In 1990, a former military prosecutor, Julian Shulmeister, published a book indicating that Babi Yar, a former military shooting range with deep ravines, was not selected by the Germans by chance but because it could accommodate hundreds of thousands of corpses. He claimed that on September 29–30, 1941, the occupiers killed about 35 thousand people. In total, 150 thousand Jews died in the ravine.4 Subsequently, the figures of this non-professional historian have been corrected somewhat by professional research. To date, the number of Jewish victims at Babi Yar ranges from 39 to 45 to 70 thousand people. The gap in the numbers is due to different methodological approaches to the calculations, mainly whether the numbers are for individual “actions” in 1941 or are based on eyewitness testimony.
Sources
This article focuses on materials about Babi Yar published in Ukraine, mainly by Ukrainian scholars and witnesses of the Holocaust. Although, materials published abroad are mentioned. All known evidence about the crimes at Babi Yar can be divided into several typologies:
- Trial materials
- Collections of German documents and materials about events in Ukraine, including Babi Yar
- Reports from representatives of Soviet state security agencies on the situation in occupied Kyiv;
- Protocols of interrogations of surviving victims of the executions, eyewitnesses to the extermination of Jews, and participants in the burning of corpses
- Collections of memoirs of survivors of the Nazi occupation
Eyewitness accounts began to appear in 1946, although many of them were recorded immediately after the liberation of Kyiv in the fall of 1943. The first materials were published by the periodical press (Pravda Ukrainy and other Soviet newspapers). In the early 1990s, similar articles appeared in newspapers and magazines like Evreiskie Vesti and Kyiv. Since Ukrainian independence, the historiography of Babi Yar has expanded significantly using documents from National Socialist and Soviet periods, as well as memoir collections. These materials were published both in Ukraine and abroad, primarily thanks to the social activities of Ukrainian Jews in Israel, as well as the scientific staff of the Yad Vashem memorial complex. Among the earliest works, are the collections of Shmuel Spector and Mark Kipnis, historian Itzhak Arad, and Ephrem (Ephraim) Bauch, the head of the Union of Russian-language Writers of Israel, stand out.5 In 1993 and 1997, the memoirs of the former prisoners of the Syretsky concentration camp, who participated in the burning of corpses in the fall of 1943, were published abroad in separate publications.6
In Ukraine, the first collections of Soviet documents and Kyiv residents’ memoirs began appearing between 1995 and 2001, compiled by Leonid Abramenko and Ilya Levitas.7 They were followed by the publication of documents by local Kyiv historians Vitaly Nakhmanovich and Tatiana Evstafieva.8 Kharkiv researcher Alexander Kruglov carried out the important, painstaking, and necessary work of collecting, processing, and publishing German documents from the period of National Socialism. The historian and philosopher has published several collections of documents, which are currently one of the main sources for the study of the executions of Jews at Babi Yar.9 Among the memoirs, one can highlight the work of Andrey Kravchuk (excerpt from the book Memoirs of Kravchuk). The author recorded and published his first-hand accounts. In a small brochure, his grandfather, who lived near the ravine during the war, talked about the fate of some Jews in Kyiv and Proskurov (now Khmelnytskyi).10 In general, there are few separately published memoirs about the executions of Jews at Babi Yar.
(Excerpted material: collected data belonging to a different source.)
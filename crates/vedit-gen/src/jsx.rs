//! Text rendering helpers for JSX attributes, JSX text and JS literals.

use serde_json::Value;

/// Render a string-valued JSX attribute.
///
/// Plain values use the `name="value"` form. Values that a quoted JSX
/// attribute cannot carry verbatim fall back to an expression container.
///
/// ```
/// use vedit_gen::jsx::render_attribute;
///
/// assert_eq!(render_attribute("x-id", "Card_12"), r#"x-id="Card_12""#);
/// assert_eq!(render_attribute("title", "say \"hi\""), r#"title={"say \"hi\""}"#);
/// ```
pub fn render_attribute(name: &str, value: &str) -> String {
    if needs_expression_attr(value) {
        format!("{}={{{}}}", name, js_string_literal(value, '"'))
    } else {
        format!("{}=\"{}\"", name, value)
    }
}

/// Render only the value part of an attribute (`"v"` or `{"v"}`).
pub fn render_attribute_value(value: &str) -> String {
    if needs_expression_attr(value) {
        format!("{{{}}}", js_string_literal(value, '"'))
    } else {
        format!("\"{}\"", value)
    }
}

fn needs_expression_attr(value: &str) -> bool {
    value.contains(['"', '&', '\n', '\r'])
}

/// Quote `value` as a JavaScript string literal using `quote` (`"` or `'`).
pub fn js_string_literal(value: &str, quote: char) -> String {
    let mut out = String::with_capacity(value.len() + 2);
    out.push(quote);
    for ch in value.chars() {
        match ch {
            '\\' => out.push_str("\\\\"),
            '\n' => out.push_str("\\n"),
            '\r' => out.push_str("\\r"),
            '\t' => out.push_str("\\t"),
            '\u{2028}' => out.push_str("\\u2028"),
            '\u{2029}' => out.push_str("\\u2029"),
            c if c == quote => {
                out.push('\\');
                out.push(c);
            }
            c if (c as u32) < 0x20 => out.push_str(&format!("\\u{:04x}", c as u32)),
            c => out.push(c),
        }
    }
    out.push(quote);
    out
}

/// Render text for placement between JSX tags.
///
/// Characters with meaning in JSX children force an expression container.
pub fn render_jsx_text(text: &str) -> String {
    if text.contains(['{', '}', '<', '>']) {
        format!("{{{}}}", js_string_literal(text, '"'))
    } else {
        text.to_string()
    }
}

/// Render a JSON value as a JavaScript expression.
///
/// Object keys that are valid identifiers are emitted bare.
pub fn render_json_literal(value: &Value) -> String {
    match value {
        Value::Null => "null".to_string(),
        Value::Bool(b) => b.to_string(),
        Value::Number(n) => n.to_string(),
        Value::String(s) => js_string_literal(s, '"'),
        Value::Array(items) => {
            let items: Vec<String> = items.iter().map(render_json_literal).collect();
            format!("[{}]", items.join(", "))
        }
        Value::Object(map) if map.is_empty() => "{}".to_string(),
        Value::Object(map) => {
            let props: Vec<String> = map
                .iter()
                .map(|(key, value)| {
                    let key = if is_identifier_name(key) {
                        key.clone()
                    } else {
                        js_string_literal(key, '"')
                    };
                    format!("{}: {}", key, render_json_literal(value))
                })
                .collect();
            format!("{{ {} }}", props.join(", "))
        }
    }
}

/// ASCII-only identifier check, enough for object keys we emit.
pub fn is_identifier_name(name: &str) -> bool {
    let mut chars = name.chars();
    match chars.next() {
        Some(c) if c.is_ascii_alphabetic() || c == '_' || c == '$' => {}
        _ => return false,
    }
    chars.all(|c| c.is_ascii_alphanumeric() || c == '_' || c == '$')
}

#[cfg(test)]
mod tests {
    use super::*;
    use serde_json::json;

    #[test]
    fn test_render_attribute_escapes_into_expression() {
        assert_eq!(render_attribute("className", "p-4 m-2"), r#"className="p-4 m-2""#);
        assert_eq!(render_attribute("x-source-var", "a&b"), r#"x-source-var={"a&b"}"#);
        assert_eq!(render_attribute_value("line\nbreak"), r#"{"line\nbreak"}"#);
    }

    #[test]
    fn test_js_string_literal() {
        assert_eq!(js_string_literal("it's", '\''), r"'it\'s'");
        assert_eq!(js_string_literal("it's", '"'), r#""it's""#);
        assert_eq!(js_string_literal("a\\b\t", '"'), r#""a\\b\t""#);
        assert_eq!(js_string_literal("\u{1}", '"'), r#""\u0001""#);
    }

    #[test]
    fn test_render_jsx_text() {
        assert_eq!(render_jsx_text("Book now"), "Book now");
        assert_eq!(render_jsx_text("a < b"), r#"{"a < b"}"#);
        assert_eq!(render_jsx_text("{x}"), r#"{"{x}"}"#);
    }

    #[test]
    fn test_render_json_literal() {
        let value = json!({"name": "Cut", "price": 10, "data-x": [true, null]});
        assert_eq!(
            render_json_literal(&value),
            r#"{ name: "Cut", price: 10, "data-x": [true, null] }"#
        );
        assert_eq!(render_json_literal(&json!({})), "{}");
        assert_eq!(render_json_literal(&json!(1.5)), "1.5");
    }

    #[test]
    fn test_is_identifier_name() {
        assert!(is_identifier_name("price"));
        assert!(is_identifier_name("$el_2"));
        assert!(!is_identifier_name("2x"));
        assert!(!is_identifier_name("data-x"));
        assert!(!is_identifier_name(""));
    }
}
In 2012, the Soviet journalist of Jewish origin Elena Rybina-Kosova, who was nine years old in 1941, published a book. She lived in the center of Kyiv, but with the advance of German troops, she was evacuated to Kuibyshev (now Samara). After the liberation of the Ukrainian capital, she returned home. In 1975, she was commissioned to write an essay about the Jewish tragedy in her hometown. Rybina found survivors of the executions of Kyivian Jews and surviving prisoners of the Syretsky camp and interviewed them. The memoirs of Dina Pronicheva and her son, as well as other testimonies, appear in Kuzma Dubina’s publication During the Years of Difficult Trials. In 2015, the second edition of the book was published, supplemented by the Kyivian woman’s memories in the essay We Could Not All Exist.11
For many years, Kyivian historian Boris Zabarko, a former prisoner of the Shargorod ghetto and the chairman of the All-Ukrainian Association of Former Jewish Prisoners of Ghettos and Nazi Concentration Camps, has been collecting evidence. Several collections of Jewish memoirs were published under his editorship. Among the published stories are some that relate to occupied Kyiv. Some of the memoirs had previously been published in Jewish and other newspapers, after which they were included in the first collections.12 Among the latest published sources, one can point to the books of Kyivian historians, which collected memoirs of Kyiv’s residents about the executions at Babi Yar,13 also the memoirs of the Righteous Sofia Yarova.14
Literature
The collapse of the USSR triggered a gradual shift away from the party nomenklatura influence on the methodology and topics of scientific research. This contributed to the fact that Babi Yar became a place of close and constant attention from scientists, religious and public organizations. Scientific publications that appeared after 1991 opened new horizons for further research on the topic. The first books on Holocaust commemoration were published, execution sites began to be studied, and calculations were made of the number of victims.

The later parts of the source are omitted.